Dalla difficoltà di vivere in un sistema non certo a sua misura fino alla vita disumanizzante in carcere, Richardson dipinge un ritratto spietato, ai limiti del documentarismo, della società contemporanea. L’ineguaglianza, la vita grama delle periferie, le angherie dell’autorità sono all’ordine del giorno nella vita di Colin. Una volta in prigione infatti avrà modo di vedere con i suoi occhi la quotidiana sopraffazione esercitata dall’autorità. Un’autorità sempre più scomoda alla nuova generazione, che mal sopporta i costumi britannici.

LEGGI ANCHE:  The Lobster di Yorgos Lanthimos: analisi e spiegazione del finale

Il Free Cinema

Colin però ha un dono: è molto bravo nella corsa.

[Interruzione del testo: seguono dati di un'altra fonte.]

//! Parsed representation of a `.proto` file, plus the canonical rendering
//! used for fingerprinting.
//!
//! The canonical form discards comments, whitespace, and options without
//! wire effect (`packed` is kept: it changes the encoding of repeated
//! scalars in proto2). Declaration order is preserved.

use std::collections::HashMap;
use std::fmt::Write as _;

#[derive(Debug, Clone, Copy, PartialEq, Eq)]
pub enum Syntax {
    Proto2,
    Proto3,
}

impl Syntax {
    pub fn as_str(&self) -> &'static str {
        match self {
            Syntax::Proto2 => "proto2",
            Syntax::Proto3 => "proto3",
        }
    }
}

#[derive(Debug, Clone, Copy, PartialEq, Eq)]
pub enum Label {
    /// proto3 implicit presence (no label keyword).
    Singular,
    Optional,
    Required,
    Repeated,
}

#[derive(Debug, Clone, PartialEq, Eq)]
pub enum FieldType {
    Int32,
    Int64,
    Uint32,
    Uint64,
    Sint32,
    Sint64,
    Fixed32,
    Sfixed32,
    Fixed64,
    Sfixed64,
    Bool,
    Float,
    Double,
    String,
    Bytes,
    /// Message or enum reference, as written (resolved via `TypeIndex`).
    Named(String),
    Map(Box<FieldType>, Box<FieldType>),
}

impl FieldType {
    pub fn render(&self) -> String {
        match self {
            FieldType::Int32 => "int32".into(),
            FieldType::Int64 => "int64".into(),
            FieldType::Uint32 => "uint32".into(),
            FieldType::Uint64 => "uint64".into(),
            FieldType::Sint32 => "sint32".into(),
            FieldType::Sint64 => "sint64".into(),
            FieldType::Fixed32 => "fixed32".into(),
            FieldType::Sfixed32 => "sfixed32".into(),
            FieldType::Fixed64 => "fixed64".into(),
            FieldType::Sfixed64 => "sfixed64".into(),
            FieldType::Bool => "bool".into(),
            FieldType::Float => "float".into(),
            FieldType::Double => "double".into(),
            FieldType::String => "string".into(),
            FieldType::Bytes => "bytes".into(),
            FieldType::Named(name) => name.clone(),
            FieldType::Map(key, value) => format!("map<{}, {}>", key.render(), value.render()),
        }
    }
}

#[derive(Debug, Clone)]
pub struct FieldDef {
    pub name: String,
    pub number: i32,
    pub label: Label,
    pub ty: FieldType,
    /// Index into the enclosing message's `oneofs` when the field belongs
    /// to a oneof.
    pub oneof: Option<usize>,
    /// Explicit `[packed = ...]` option; wire-affecting in proto2.
    pub packed: Option<bool>,
}

#[derive(Debug, Clone)]
pub struct EnumDef {
    pub name: String,
    pub values: Vec<(String, i32)>,
}

#[derive(Debug, Clone, Default)]
pub struct MessageDef {
    pub name: String,
    pub fields: Vec<FieldDef>,
    pub oneofs: Vec<String>,
    pub messages: Vec<MessageDef>,
    pub enums: Vec<EnumDef>,
}

#[derive(Debug, Clone)]
pub struct ProtoFile {
    pub syntax: Syntax,
    pub package: Option<String>,
    pub imports: Vec<String>,
    pub messages: Vec<MessageDef>,
    pub enums: Vec<EnumDef>,
}

impl ProtoFile {
    /// Deterministic source rendering for fingerprinting.
    pub fn canonical(&self) -> String {
        let mut out = String::new();
        let _ = writeln!(out, "syntax = \"{}\";", self.syntax.as_str());
        if let Some(pkg) = &self.package {
            let _ = writeln!(out, "package {pkg};");
        }
        for import in &self.imports {
            let _ = writeln!(out, "import \"{import}\";");
        }
        for e in &self.enums {
            render_enum(e, 0, &mut out);
        }
        for m in &self.messages {
            render_message(m, 0, &mut out);
        }
        out
    }
}

fn indent(depth: usize, out: &mut String) {
    for _ in 0..depth {
        out.push_str("  ");
    }
}

fn render_enum(e: &EnumDef, depth: usize, out: &mut String) {
    indent(depth, out);
    let _ = writeln!(out, "enum {} {{", e.name);
    for (name, number) in &e.values {
        indent(depth + 1, out);
        let _ = writeln!(out, "{name} = {number};");
    }
    indent(depth, out);
    out.push_str("}\n");
}

fn render_field(f: &FieldDef, depth: usize, out: &mut String) {
    indent(depth, out);
    let label = match f.label {
        Label::Singular => "",
        Label::Optional => "optional ",
        Label::Required => "required ",
        Label::Repeated => "repeated ",
    };
    let packed = match f.packed {
        Some(true) => " [packed = true]",
        Some(false) => " [packed = false]",
        None => "",
    };
    let _ = writeln!(
        out,
        "{label}{} {} = {}{packed};",
        f.ty.render(),
        f.name,
        f.number
    );
}

fn render_message(m: &MessageDef, depth: usize, out: &mut String) {
    indent(depth, out);
    let _ = writeln!(out, "message {} {{", m.name);
    for e in &m.enums {
        render_enum(e, depth + 1, out);
    }
    for nested in &m.messages {
        render_message(nested, depth + 1, out);
    }
    // Oneof members render inside their oneof block, in declaration order.
    for (index, oneof) in m.oneofs.iter().enumerate() {
        indent(depth + 1, out);
        let _ = writeln!(out, "oneof {oneof} {{");
        for f in m.fields.iter().filter(|f| f.oneof == Some(index)) {
            render_field(f, depth + 2, out);
        }
        indent(depth + 1, out);
        out.push_str("}\n");
    }
    for f in m.fields.iter().filter(|f| f.oneof.is_none()) {
        render_field(f, depth + 1, out);
    }
    indent(depth, out);
    out.push_str("}\n");
}

// ─── Type index ───────────────────────────────────────────────────────────────

/// Kind of a named type.
#[derive(Debug, Clone, Copy, PartialEq, Eq)]
pub enum TypeKind {
    Message,
    Enum,
}

/// Fully-qualified name → kind, across a file and everything it imports.
#[derive(Debug, Clone, Default)]
pub struct TypeIndex {
    types: HashMap<String, TypeKind>,
}

impl TypeIndex {
    pub fn new() -> Self {
        Self::default()
    }

    /// Index all named types of `file` under its package.
    pub fn add_file(&mut self, file: &ProtoFile) {
        let prefix = file.package.clone().unwrap_or_default();
        for e in &file.enums {
            self.insert(&prefix, &e.name, TypeKind::Enum);
        }
        for m in &file.messages {
            self.add_message(&prefix, m);
        }
    }

    fn add_message(&mut self, prefix: &str, m: &MessageDef) {
        let fqn = join(prefix, &m.name);
        self.types.insert(fqn.clone(), TypeKind::Message);
        for e in &m.enums {
            self.insert(&fqn, &e.name, TypeKind::Enum);
        }
        for nested in &m.messages {
            self.add_message(&fqn, nested);
        }
    }

    fn insert(&mut self, prefix: &str, name: &str, kind: TypeKind) {
        self.types.insert(join(prefix, name), kind);
    }

    pub fn kind_of(&self, fqn: &str) -> Option<TypeKind> {
        self.types.get(fqn).copied()
    }

    /// Resolve a type reference the way protoc scopes names: a leading dot
    /// is absolute; otherwise the innermost enclosing scope wins.
    ///
    /// `scope` is the enclosing path (package segments then message names).
    pub fn resolve(&self, reference: &str, scope: &[String]) -> Option<(String, TypeKind)> {
        if let Some(absolute) = reference.strip_prefix('.') {
            return self
                .kind_of(absolute)
                .map(|kind| (absolute.to_string(), kind));
        }
        for depth in (0..=scope.len()).rev() {
            let prefix = scope[..depth].join(".");
            let candidate = join(&prefix, reference);
            if let Some(kind) = self.kind_of(&candidate) {
                return Some((candidate, kind));
            }
        }
        None
    }
}

pub(crate) fn join(prefix: &str, name: &str) -> String {
    if prefix.is_empty() {
        name.to_string()
    } else {
        format!("{prefix}.{name}")
    }
}

#[cfg(test)]
mod tests {
    use super::*;

    fn sample_file() -> ProtoFile {
        ProtoFile {
            syntax: Syntax::Proto3,
            package: Some("acme.orders".into()),
            imports: vec![],
            messages: vec![MessageDef {
                name: "Order".into(),
                fields: vec![],
                oneofs: vec![],
                messages: vec![MessageDef {
                    name: "Line".into(),
                    ..MessageDef::default()
                }],
                enums: vec![EnumDef {
                    name: "Status".into(),
                    values: vec![("UNKNOWN".into(), 0)],
                }],
            }],
            enums: vec![],
        }
    }

    #[test]
    fn index_contains_nested_types() {
        let mut index = TypeIndex::new();
        index.add_file(&sample_file());
        assert_eq!(
            index.kind_of("acme.orders.Order"),
            Some(TypeKind::Message)
        );
        assert_eq!(
            index.kind_of("acme.orders.Order.Line"),
            Some(TypeKind::Message)
        );
        assert_eq!(
            index.kind_of("acme.orders.Order.Status"),
            Some(TypeKind::Enum)
        );
    }

    #[test]
    fn resolution_prefers_innermost_scope() {
        let mut index = TypeIndex::new();
        index.add_file(&sample_file());
        let scope = vec!["acme".into(), "orders".into(), "Order".into()];
        let (fqn, kind) = index.resolve("Status", &scope).unwrap();
        assert_eq!(fqn, "acme.orders.Order.Status");
        assert_eq!(kind, TypeKind::Enum);

        let (fqn, _) = index.resolve("Order.Line", &scope[..2]).unwrap();
        assert_eq!(fqn, "acme.orders.Order.Line");

        assert!(index.resolve(".Order", &scope).is_none(), "absolute miss");
        assert!(index.resolve(".acme.orders.Order", &scope).is_some());
    }
}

Nell’incipit del film (così come nel titolo originale) si parla della solitudine del corridore delle lunghe distanze. La sua famiglia è da sempre brava in questa disciplina, che altro non è se non una metafora della sua condizione. Il corridore è destinato ad essere lontano dal pubblico, ad essere completamente solo nella sua gara, così come Colin è solo nella sua vita. In carcere il ragazzo viene preso in simpatia dal direttore proprio per le sue qualità atletiche e riceverà un trattamento di favore. Ma quando dovrà competere per lui in una gara tra istituti detentivi, si renderà conto ancora una volta di essere stato usato. Si fermerà a pochi metri dalla linea di arrivo, con la vittoria ormai conquistata, gettando uno sguardo di sfida ad un imbestialito direttore.

Torna quindi centrale il tema della rivolta come unico mezzo di lotta a disposizione della classe subalterna. Colin assurge ad eroe proletario, rifiutandosi di collaborare con il sistema a suo discapito personale.

Il movimento del free cinema non durerà ancora molto, andando a terminare la sua spinta proprio alle porte di un’altra grande rivoluzione culturale. Nel ’68, con If…, Anderson pone uno degli ultimi mattoni del movimento, vincendo anche la Palme d’Or a Cannes. In seguito, lo stesso Anderson dirigerà gli ultimi due film che generalmente si fanno ricondurre al free cinema, insieme ad i primi film di un regista molto importante ed ancora in attività come Ken Loach, che proprio in questo ambiente culturale ha esordito e poi continuato la sua riflessione cinematografica.